## Task
Find the word "burn" in the listing; pull out each line holding it.
-.-.-
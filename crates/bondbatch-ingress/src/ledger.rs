//! Asset ledger collaborator.
//!
//! Custody, transfers and the bonded token's mint/burn bookkeeping live
//! outside the market maker. [`AssetLedger`] is the capability the market
//! is handed; [`InMemoryLedger`] is a self-contained implementation with
//! available/locked accounting per (account, holding).

use std::collections::{BTreeSet, HashMap};

use bondbatch_types::{AccountId, BondbatchError, CollateralAsset, Result};

/// Ledger operations the market maker depends on.
pub trait AssetLedger {
    /// Whether `symbol` names a token contract the ledger knows about.
    fn is_token(&self, symbol: &str) -> bool;

    /// Total bonded-token supply, spendable or not.
    fn total_supply(&self) -> u128;

    /// Collateral held by `account`.
    fn balance_of(&self, account: AccountId, asset: &CollateralAsset) -> u128;

    /// Collateral pooled in `vault`.
    fn pooled_balance_of(&self, vault: AccountId, asset: &CollateralAsset) -> u128 {
        self.balance_of(vault, asset)
    }

    /// Bonded tokens `account` may sell right now.
    fn spendable_balance_of(&self, account: AccountId) -> u128;

    /// Create `amount` bonded tokens for `account`.
    fn mint(&mut self, account: AccountId, amount: u128) -> Result<()>;

    /// Destroy `amount` of `account`'s spendable bonded tokens.
    fn burn(&mut self, account: AccountId, amount: u128) -> Result<()>;

    /// Move collateral between accounts.
    fn transfer(
        &mut self,
        from: AccountId,
        to: AccountId,
        asset: &CollateralAsset,
        amount: u128,
    ) -> Result<()>;

    /// Whether `asset` can be whitelisted: the native asset or a known token.
    fn is_recognized(&self, asset: &CollateralAsset) -> bool {
        match asset {
            CollateralAsset::Native => true,
            CollateralAsset::Token(symbol) => self.is_token(symbol),
        }
    }
}

/// What an account holds: bonded tokens or one collateral.
#[derive(Debug, Clone, PartialEq, Eq, Hash)]
pub enum Holding {
    Bonded,
    Collateral(CollateralAsset),
}

/// Balance of one (account, holding) pair.
#[derive(Debug, Clone, Copy, Default, PartialEq, Eq)]
pub struct HoldingEntry {
    /// Spendable.
    pub available: u128,
    /// Held but not spendable (vesting, escrow).
    pub locked: u128,
}

impl HoldingEntry {
    #[must_use]
    pub fn total(&self) -> u128 {
        self.available.saturating_add(self.locked)
    }
}

/// In-memory [`AssetLedger`].
///
/// Every mutation either applies fully or leaves the ledger unchanged.
#[derive(Debug, Default)]
pub struct InMemoryLedger {
    holdings: HashMap<(AccountId, Holding), HoldingEntry>,
    tokens: BTreeSet<String>,
    bonded_supply: u128,
}

impl InMemoryLedger {
    #[must_use]
    pub fn new() -> Self {
        Self::default()
    }

    /// Make a token contract known to the ledger.
    pub fn register_token(&mut self, symbol: impl Into<String>) {
        self.tokens.insert(symbol.into());
    }

    /// Credit collateral to an account (faucet / external deposit).
    pub fn deposit(&mut self, account: AccountId, asset: &CollateralAsset, amount: u128) -> Result<()> {
        let entry = self
            .holdings
            .entry((account, Holding::Collateral(asset.clone())))
            .or_default();
        entry.available = checked_credit(entry.available, amount)?;
        Ok(())
    }

    /// Move spendable bonded tokens into the locked bucket.
    ///
    /// # Errors
    /// Returns `InsufficientBalance` if available < amount.
    pub fn lock_bonded(&mut self, account: AccountId, amount: u128) -> Result<()> {
        let entry = self.entry_mut(account, Holding::Bonded, amount)?;
        entry.available -= amount;
        entry.locked += amount;
        Ok(())
    }

    /// Release locked bonded tokens back to spendable.
    pub fn unlock_bonded(&mut self, account: AccountId, amount: u128) -> Result<()> {
        let entry = self
            .holdings
            .get_mut(&(account, Holding::Bonded))
            .filter(|e| e.locked >= amount)
            .ok_or_else(|| BondbatchError::Ledger {
                reason: format!("{account} has fewer than {amount} locked tokens"),
            })?;
        entry.locked -= amount;
        entry.available += amount;
        Ok(())
    }

    /// Balance for an (account, holding) pair; zero if never touched.
    #[must_use]
    pub fn holding(&self, account: AccountId, holding: &Holding) -> HoldingEntry {
        self.holdings
            .get(&(account, holding.clone()))
            .copied()
            .unwrap_or_default()
    }

    /// All bonded tokens of `account`, locked included.
    #[must_use]
    pub fn bonded_balance_of(&self, account: AccountId) -> u128 {
        self.holding(account, &Holding::Bonded).total()
    }

    fn entry_mut(
        &mut self,
        account: AccountId,
        holding: Holding,
        amount: u128,
    ) -> Result<&mut HoldingEntry> {
        let entry = self.holdings.get_mut(&(account, holding)).ok_or(
            BondbatchError::InsufficientBalance {
                needed: amount,
                available: 0,
            },
        )?;
        if entry.available < amount {
            return Err(BondbatchError::InsufficientBalance {
                needed: amount,
                available: entry.available,
            });
        }
        Ok(entry)
    }
}

impl AssetLedger for InMemoryLedger {
    fn is_token(&self, symbol: &str) -> bool {
        self.tokens.contains(symbol)
    }

    fn total_supply(&self) -> u128 {
        self.bonded_supply
    }

    fn balance_of(&self, account: AccountId, asset: &CollateralAsset) -> u128 {
        self.holding(account, &Holding::Collateral(asset.clone()))
            .available
    }

    fn spendable_balance_of(&self, account: AccountId) -> u128 {
        self.holding(account, &Holding::Bonded).available
    }

    fn mint(&mut self, account: AccountId, amount: u128) -> Result<()> {
        let supply = checked_credit(self.bonded_supply, amount)?;
        let entry = self.holdings.entry((account, Holding::Bonded)).or_default();
        entry.available = checked_credit(entry.available, amount)?;
        self.bonded_supply = supply;
        Ok(())
    }

    fn burn(&mut self, account: AccountId, amount: u128) -> Result<()> {
        let entry = self.entry_mut(account, Holding::Bonded, amount)?;
        entry.available -= amount;
        self.bonded_supply -= amount;
        Ok(())
    }

    fn transfer(
        &mut self,
        from: AccountId,
        to: AccountId,
        asset: &CollateralAsset,
        amount: u128,
    ) -> Result<()> {
        if amount == 0 || from == to {
            return Ok(());
        }
        let to_key = (to, Holding::Collateral(asset.clone()));
        let credited = checked_credit(
            self.holdings.get(&to_key).map_or(0, |e| e.available),
            amount,
        )?;
        let from_entry = self.entry_mut(from, Holding::Collateral(asset.clone()), amount)?;
        from_entry.available -= amount;
        self.holdings.entry(to_key).or_default().available = credited;
        Ok(())
    }
}

fn checked_credit(balance: u128, amount: u128) -> Result<u128> {
    balance
        .checked_add(amount)
        .ok_or(BondbatchError::Arithmetic { op: "ledger credit" })
}
//! System-wide constants for the Bondbatch market maker.

/// Parts-per-million base. Reserve ratios and static prices are expressed in PPM.
pub const PPM: u32 = 1_000_000;

/// Percentage base for fees and slippage: `PCT_BASE` is 100%.
pub const PCT_BASE: u64 = 1_000_000_000_000_000_000;

/// Default number of host-clock heights per batching window.
pub const DEFAULT_WINDOW_SIZE: u64 = 1;

/// Default buy fee (0%).
pub const DEFAULT_BUY_FEE_PCT: u64 = 0;

/// Default sell fee (0%).
pub const DEFAULT_SELL_FEE_PCT: u64 = 0;

/// Default maximum slippage (10%).
pub const DEFAULT_MAXIMUM_SLIPPAGE: u64 = PCT_BASE / 10;

/// Version string.
pub const VERSION: &str = env!("CARGO_PKG_VERSION");

/// Engine name.
pub const ENGINE_NAME: &str = "Bondbatch";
-.-.-
## Exercise result
//! Custody, transfers and the bonded token's mint/burn bookkeeping live
    fn burn(&mut self, account: AccountId, amount: u128) -> Result<()>;
    fn burn(&mut self, account: AccountId, amount: u128) -> Result<()> {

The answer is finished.